» Data in this exercise:
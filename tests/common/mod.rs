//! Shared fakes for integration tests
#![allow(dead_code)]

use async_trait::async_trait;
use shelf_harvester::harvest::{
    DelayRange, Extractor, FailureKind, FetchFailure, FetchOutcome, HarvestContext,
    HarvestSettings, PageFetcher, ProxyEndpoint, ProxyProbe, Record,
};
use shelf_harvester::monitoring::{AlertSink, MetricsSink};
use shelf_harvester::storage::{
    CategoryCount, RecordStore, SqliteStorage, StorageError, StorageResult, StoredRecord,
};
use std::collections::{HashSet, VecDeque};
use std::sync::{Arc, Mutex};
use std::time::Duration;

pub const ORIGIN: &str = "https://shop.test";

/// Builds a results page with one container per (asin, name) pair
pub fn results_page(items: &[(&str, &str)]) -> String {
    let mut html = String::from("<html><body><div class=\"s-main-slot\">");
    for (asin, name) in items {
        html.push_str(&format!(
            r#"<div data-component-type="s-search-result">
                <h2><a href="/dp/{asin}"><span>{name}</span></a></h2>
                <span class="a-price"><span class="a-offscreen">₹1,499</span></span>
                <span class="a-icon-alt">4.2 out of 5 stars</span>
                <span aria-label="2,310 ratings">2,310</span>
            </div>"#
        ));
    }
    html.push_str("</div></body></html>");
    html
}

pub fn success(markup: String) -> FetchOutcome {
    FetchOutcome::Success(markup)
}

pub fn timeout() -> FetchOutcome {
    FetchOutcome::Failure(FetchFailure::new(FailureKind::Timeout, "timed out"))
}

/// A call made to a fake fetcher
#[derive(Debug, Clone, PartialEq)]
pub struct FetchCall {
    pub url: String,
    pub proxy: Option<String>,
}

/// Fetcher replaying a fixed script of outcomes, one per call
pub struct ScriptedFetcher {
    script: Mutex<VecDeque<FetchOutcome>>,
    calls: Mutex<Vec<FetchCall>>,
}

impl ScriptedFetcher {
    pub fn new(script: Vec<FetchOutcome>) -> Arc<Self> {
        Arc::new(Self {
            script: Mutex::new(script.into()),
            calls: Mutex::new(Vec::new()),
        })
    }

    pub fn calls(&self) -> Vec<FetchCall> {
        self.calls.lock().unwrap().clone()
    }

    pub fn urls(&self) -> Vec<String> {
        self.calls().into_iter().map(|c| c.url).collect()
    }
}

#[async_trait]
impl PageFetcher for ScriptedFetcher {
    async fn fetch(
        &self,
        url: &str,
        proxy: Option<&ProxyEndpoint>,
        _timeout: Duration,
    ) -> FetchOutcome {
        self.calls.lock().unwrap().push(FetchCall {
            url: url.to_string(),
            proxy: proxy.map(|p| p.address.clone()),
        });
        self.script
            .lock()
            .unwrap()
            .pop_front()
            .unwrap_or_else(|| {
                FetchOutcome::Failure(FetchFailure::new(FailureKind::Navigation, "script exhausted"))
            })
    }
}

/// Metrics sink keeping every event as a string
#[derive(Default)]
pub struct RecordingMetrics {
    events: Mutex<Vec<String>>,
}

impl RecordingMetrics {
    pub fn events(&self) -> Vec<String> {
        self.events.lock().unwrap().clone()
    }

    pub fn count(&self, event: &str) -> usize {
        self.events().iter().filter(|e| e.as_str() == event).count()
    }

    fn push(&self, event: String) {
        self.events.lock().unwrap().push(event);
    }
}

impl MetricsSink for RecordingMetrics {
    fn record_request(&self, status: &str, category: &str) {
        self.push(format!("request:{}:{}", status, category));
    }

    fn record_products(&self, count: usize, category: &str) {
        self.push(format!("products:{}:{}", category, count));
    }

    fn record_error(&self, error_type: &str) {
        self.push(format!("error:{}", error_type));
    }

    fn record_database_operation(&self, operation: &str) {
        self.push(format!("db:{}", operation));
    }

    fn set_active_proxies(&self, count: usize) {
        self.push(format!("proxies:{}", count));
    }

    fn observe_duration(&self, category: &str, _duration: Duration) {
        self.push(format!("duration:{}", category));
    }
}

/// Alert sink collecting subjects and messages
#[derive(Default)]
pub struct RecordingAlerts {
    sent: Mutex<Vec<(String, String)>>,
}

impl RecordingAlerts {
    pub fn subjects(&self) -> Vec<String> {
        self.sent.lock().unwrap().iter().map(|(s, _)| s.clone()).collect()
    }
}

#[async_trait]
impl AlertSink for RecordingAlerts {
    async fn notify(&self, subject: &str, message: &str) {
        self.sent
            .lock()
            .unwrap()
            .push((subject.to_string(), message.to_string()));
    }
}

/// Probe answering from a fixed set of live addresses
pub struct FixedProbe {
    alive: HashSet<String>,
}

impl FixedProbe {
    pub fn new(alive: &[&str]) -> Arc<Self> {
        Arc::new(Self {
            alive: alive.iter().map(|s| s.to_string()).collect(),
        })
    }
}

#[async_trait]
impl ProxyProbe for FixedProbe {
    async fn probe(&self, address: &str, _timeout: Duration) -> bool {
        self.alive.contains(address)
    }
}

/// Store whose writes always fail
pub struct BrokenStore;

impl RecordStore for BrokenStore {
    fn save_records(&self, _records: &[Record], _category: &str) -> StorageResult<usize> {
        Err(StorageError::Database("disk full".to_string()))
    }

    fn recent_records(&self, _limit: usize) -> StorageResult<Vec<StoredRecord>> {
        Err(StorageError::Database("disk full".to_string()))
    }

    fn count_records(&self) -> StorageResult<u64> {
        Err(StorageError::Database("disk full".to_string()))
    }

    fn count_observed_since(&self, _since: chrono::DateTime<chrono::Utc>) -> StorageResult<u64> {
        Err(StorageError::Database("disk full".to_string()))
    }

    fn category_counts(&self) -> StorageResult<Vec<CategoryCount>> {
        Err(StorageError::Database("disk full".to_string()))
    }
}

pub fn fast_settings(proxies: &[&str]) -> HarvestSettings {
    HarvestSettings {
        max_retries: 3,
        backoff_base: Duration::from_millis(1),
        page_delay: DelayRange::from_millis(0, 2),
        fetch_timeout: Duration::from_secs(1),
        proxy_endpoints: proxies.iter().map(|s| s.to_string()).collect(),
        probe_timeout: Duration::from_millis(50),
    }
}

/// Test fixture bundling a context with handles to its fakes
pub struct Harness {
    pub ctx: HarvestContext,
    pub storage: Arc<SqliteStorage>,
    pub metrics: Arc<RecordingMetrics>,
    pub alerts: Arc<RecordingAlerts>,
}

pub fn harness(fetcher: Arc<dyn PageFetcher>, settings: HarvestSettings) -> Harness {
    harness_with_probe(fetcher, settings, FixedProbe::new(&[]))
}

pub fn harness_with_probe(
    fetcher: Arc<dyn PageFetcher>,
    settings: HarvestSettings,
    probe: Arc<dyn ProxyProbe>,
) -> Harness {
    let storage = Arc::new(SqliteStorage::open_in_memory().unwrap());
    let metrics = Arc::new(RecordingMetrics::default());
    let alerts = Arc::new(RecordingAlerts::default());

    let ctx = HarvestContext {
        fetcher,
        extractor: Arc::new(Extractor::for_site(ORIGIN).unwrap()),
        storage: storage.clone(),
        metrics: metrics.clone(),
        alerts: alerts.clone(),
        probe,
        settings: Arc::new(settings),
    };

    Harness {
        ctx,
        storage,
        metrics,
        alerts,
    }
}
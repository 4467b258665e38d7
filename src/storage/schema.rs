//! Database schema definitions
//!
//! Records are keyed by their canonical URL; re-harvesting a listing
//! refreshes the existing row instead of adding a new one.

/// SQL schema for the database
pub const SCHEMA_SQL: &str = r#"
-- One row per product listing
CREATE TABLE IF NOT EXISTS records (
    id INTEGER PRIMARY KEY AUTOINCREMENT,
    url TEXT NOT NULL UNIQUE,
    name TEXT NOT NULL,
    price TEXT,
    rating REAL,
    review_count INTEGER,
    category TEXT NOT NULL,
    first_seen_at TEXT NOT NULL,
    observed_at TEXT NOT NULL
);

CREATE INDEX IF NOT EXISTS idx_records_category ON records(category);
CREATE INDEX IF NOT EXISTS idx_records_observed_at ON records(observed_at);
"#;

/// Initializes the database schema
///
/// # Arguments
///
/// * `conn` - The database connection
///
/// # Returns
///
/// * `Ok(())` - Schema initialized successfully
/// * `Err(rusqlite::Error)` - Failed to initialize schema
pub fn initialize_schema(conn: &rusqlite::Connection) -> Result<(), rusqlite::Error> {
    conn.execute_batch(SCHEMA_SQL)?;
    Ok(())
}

» What you are asked to do: Go through the records above and copy every line with the word "PageFetcher".

» Task response:
    HarvestSettings, PageFetcher, ProxyEndpoint, ProxyProbe, Record,
impl PageFetcher for ScriptedFetcher {
pub fn harness(fetcher: Arc<dyn PageFetcher>, settings: HarvestSettings) -> Harness {
    fetcher: Arc<dyn PageFetcher>,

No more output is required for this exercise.